I have confronted several times. He just says I am having crazy thoughts or letting my mind run wild and there is nothing going on and he has no interest in her but he has continued to text her and make calls when he doesnt need to for business. If there is no interest in her, then why all the time looking through her facebook pictures?
He has finally promised (after it all "blew up") that he will not text her anymore and will cut the calls short. I'm now wondering if he will just get another phone to talk to her. Maybe my mind is running wild. Am I crazy or is he cheating?


----------



## alwayshere (Apr 16, 2014)

maybe I should add that I have access to phone records where I can see every number he calls or texts. I can't see the content, just the numbers. That's why I am wondering about another phone.


----------



## 2xloser (May 8, 2011)

He's in the early stage of forming an EA, teetering on the brink of a big mistake, and you should be sounding alarm bells and doing everything to attack and address it. Which does NOT mean going nuclear. But it does mean not letting this go... I'd say use this opportunity to "re-claim" your relationship with him, and have him re-affirm to you in the process. 

Imagine this little foray into exploring or fantasizing about this OW blew up into a PA -- what would you wish you'd done at THIS stage to head it off? Do those things, all of them. Treat it like y ou're in a battle for your marriage, because you kind if are.

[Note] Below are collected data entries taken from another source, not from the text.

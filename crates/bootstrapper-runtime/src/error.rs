//! Runtime error types.

use bootstrapper_core::{ConfigError, LinkError};
use thiserror::Error;

/// Errors that stop the boot sequence.
#[derive(Debug, Error)]
pub enum BootError {
    #[error("Configuration error: {0}")]
    Config(#[from] ConfigError),

    #[error("Link error: {0}")]
    Link(#[from] LinkError),
}

/// Captive-portal submission errors. The store is untouched when one is returned.
#[derive(Debug, Error)]
pub enum PortalError {
    /// A mandatory form field was empty.
    #[error("Missing required field: {0}")]
    MissingField(&'static str),

    /// The submission did not form a valid record.
    #[error("Invalid submission: {0}")]
    Invalid(#[source] ConfigError),

    /// The record could not be written.
    #[error("Unable to save configuration: {0}")]
    Store(#[source] ConfigError),
}
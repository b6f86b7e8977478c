//! Message broker transport abstraction.
//!
//! The wire protocol (MQTT on the device) lives behind [`BrokerTransport`].
//! This module only defines the connect parameters, the will, and the shape
//! of inbound messages.

use serde_json::{json, Value};
use std::net::Ipv4Addr;
use thiserror::Error;

/// Broker errors.
#[derive(Debug, Error)]
pub enum BrokerError {
    /// The broker refused or did not answer the connect.
    #[error("Connect failed: {0}")]
    ConnectFailed(String),

    /// Operation requires an established session.
    #[error("Not connected")]
    NotConnected,

    /// The will is attached at connect time and cannot change mid-session.
    #[error("Will can only be changed while disconnected")]
    WillLocked,

    /// QoS level not supported by the session.
    #[error("Unsupported QoS level: {0}")]
    UnsupportedQos(u8),

    /// Transport-level failure.
    #[error("Transport error: {0}")]
    Transport(String),
}

/// Delivery guarantee.
#[derive(Debug, Clone, Copy, PartialEq, Eq, Hash)]
pub enum QoS {
    AtMostOnce = 0,
    AtLeastOnce = 1,
}

impl TryFrom<u8> for QoS {
    type Error = BrokerError;

    fn try_from(value: u8) -> Result<Self, Self::Error> {
        match value {
            0 => Ok(QoS::AtMostOnce),
            1 => Ok(QoS::AtLeastOnce),
            other => Err(BrokerError::UnsupportedQos(other)),
        }
    }
}

impl From<QoS> for u8 {
    fn from(qos: QoS) -> Self {
        qos as u8
    }
}

/// Sentinel topic and payload meaning "no will".
pub const DISABLED_WILL: &str = "0";

/// Last-will registered with the broker at connect time.
#[derive(Debug, Clone, PartialEq, Eq)]
pub struct Will {
    pub topic: String,
    pub payload: String,
    pub qos: QoS,
    pub retain: bool,
    pub clean_session: bool,
}

impl Default for Will {
    fn default() -> Self {
        Self {
            topic: DISABLED_WILL.to_string(),
            payload: DISABLED_WILL.to_string(),
            qos: QoS::AtLeastOnce,
            retain: false,
            clean_session: true,
        }
    }
}

impl Will {
    pub fn new(topic: impl Into<String>, payload: impl Into<String>) -> Self {
        Self {
            topic: topic.into(),
            payload: payload.into(),
            ..Self::default()
        }
    }

    pub fn retained(mut self, retain: bool) -> Self {
        self.retain = retain;
        self
    }

    /// Whether a will should be sent at all.
    pub fn is_enabled(&self) -> bool {
        !self.topic.is_empty() && self.topic != DISABLED_WILL
    }
}

/// Username/password pair.
#[derive(Debug, Clone, PartialEq, Eq)]
pub struct Credentials {
    pub user: String,
    pub passphrase: String,
}

impl Credentials {
    /// `None` when both parts are empty (anonymous connect).
    pub fn from_parts(user: &str, passphrase: &str) -> Option<Self> {
        if user.is_empty() && passphrase.is_empty() {
            None
        } else {
            Some(Self {
                user: user.to_string(),
                passphrase: passphrase.to_string(),
            })
        }
    }
}

/// Everything the transport needs to open a session.
#[derive(Debug, Clone, PartialEq, Eq)]
pub struct ConnectOptions {
    pub address: Ipv4Addr,
    pub port: u16,
    pub client_id: String,
    pub credentials: Option<Credentials>,
    /// `None` when the configured will is disabled.
    pub will: Option<Will>,
    pub clean_session: bool,
}

/// Topic subscription requested by the device hooks.
#[derive(Debug, Clone, PartialEq, Eq)]
pub struct Subscription {
    pub topic: String,
    pub qos: QoS,
}

impl Subscription {
    pub fn new(topic: impl Into<String>, qos: QoS) -> Self {
        Self {
            topic: topic.into(),
            qos,
        }
    }
}

/// Message delivered on a subscribed topic.
#[derive(Debug, Clone, PartialEq, Eq)]
pub struct InboundMessage {
    pub topic: String,
    pub payload: Vec<u8>,
}

impl InboundMessage {
    pub fn new(topic: impl Into<String>, payload: impl Into<Vec<u8>>) -> Self {
        Self {
            topic: topic.into(),
            payload: payload.into(),
        }
    }

    pub fn payload_str(&self) -> String {
        String::from_utf8_lossy(&self.payload).into_owned()
    }

    /// Payload as JSON. Anything that does not parse is wrapped as
    /// `{"value": "<payload>"}`.
    pub fn json(&self) -> Value {
        serde_json::from_slice(&self.payload)
            .unwrap_or_else(|_| json!({ "value": self.payload_str() }))
    }
}

/// Broker client.
///
/// Implementations wrap the actual protocol client. All methods are
/// synchronous; `poll` services the connection and returns what arrived.
pub trait BrokerTransport: Send {
    fn connect(&mut self, options: &ConnectOptions) -> Result<(), BrokerError>;

    fn is_connected(&self) -> bool;

    /// Publish at QoS 0.
    fn publish(&mut self, topic: &str, payload: &[u8], retain: bool) -> Result<(), BrokerError>;

    fn subscribe(&mut self, topic: &str, qos: QoS) -> Result<(), BrokerError>;

    fn unsubscribe(&mut self, topic: &str) -> Result<(), BrokerError>;

    /// Service the connection. Returns inbound messages, oldest first.
    fn poll(&mut self) -> Vec<InboundMessage>;

    fn disconnect(&mut self);
}

impl<T: BrokerTransport + ?Sized> BrokerTransport for Box<T> {
    fn connect(&mut self, options: &ConnectOptions) -> Result<(), BrokerError> {
        (**self).connect(options)
    }

    fn is_connected(&self) -> bool {
        (**self).is_connected()
    }

    fn publish(&mut self, topic: &str, payload: &[u8], retain: bool) -> Result<(), BrokerError> {
        (**self).publish(topic, payload, retain)
    }

    fn subscribe(&mut self, topic: &str, qos: QoS) -> Result<(), BrokerError> {
        (**self).subscribe(topic, qos)
    }

    fn unsubscribe(&mut self, topic: &str) -> Result<(), BrokerError> {
        (**self).unsubscribe(topic)
    }

    fn poll(&mut self) -> Vec<InboundMessage> {
        (**self).poll()
    }

    fn disconnect(&mut self) {
        (**self).disconnect()
    }
}

#[cfg(test)]
mod tests {
    use super::*;
    use pretty_assertions::assert_eq;

    #[test]
    fn test_default_will_is_disabled() {
        let will = Will::default();
        assert!(!will.is_enabled());
        assert_eq!(will.qos, QoS::AtLeastOnce);
        assert!(will.clean_session);
        assert!(!will.retain);

        assert!(Will::new("device/lwt", "offline").is_enabled());
    }

    #[test]
    fn test_qos_conversion() {
        assert_eq!(QoS::try_from(0).unwrap(), QoS::AtMostOnce);
        assert_eq!(QoS::try_from(1).unwrap(), QoS::AtLeastOnce);
        assert!(matches!(QoS::try_from(2), Err(BrokerError::UnsupportedQos(2))));
        assert_eq!(u8::from(QoS::AtLeastOnce), 1);
    }

    #[test]
    fn test_credentials_anonymous() {
        assert_eq!(Credentials::from_parts("", ""), None);
        assert!(Credentials::from_parts("user", "").is_some());
    }

    #[test]
    fn test_inbound_json_wraps_plain_text() {
        let msg = InboundMessage::new("cmd", "ON");
        assert_eq!(msg.json(), json!({ "value": "ON" }));

        let msg = InboundMessage::new("cmd", r#"{"state":"OFF","brightness":10}"#);
        assert_eq!(msg.json()["brightness"], 10);
    }
}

Draw hard and firm lines, without being controlling and b****y about it. Work WITH him, communicate, communicate, communicate about what is going on between you, how his actions are affecting your marriage and your questioning if his commitment, and how much you want to exorcise any bad karma that has entered your marriage. Make it safe to talk.
Maybe suggest MC now, early on here, to identify why he feels a need to "look around" (which he is clearly doing). Not in a nagging, whining way, but all in a positive, let's-be-sure-we-tend-to-this-marriage-at-this-critical-stage way. No sane man (who is not in an affair) could say that positive-karma, keep the marriage healthy activities aren't for them. You'll get a real good gauge for his mindset in the process just by how he reacts...

Then monitor, heavily. Get a VAR! Keylogger. And keep that gut on high alert.


----------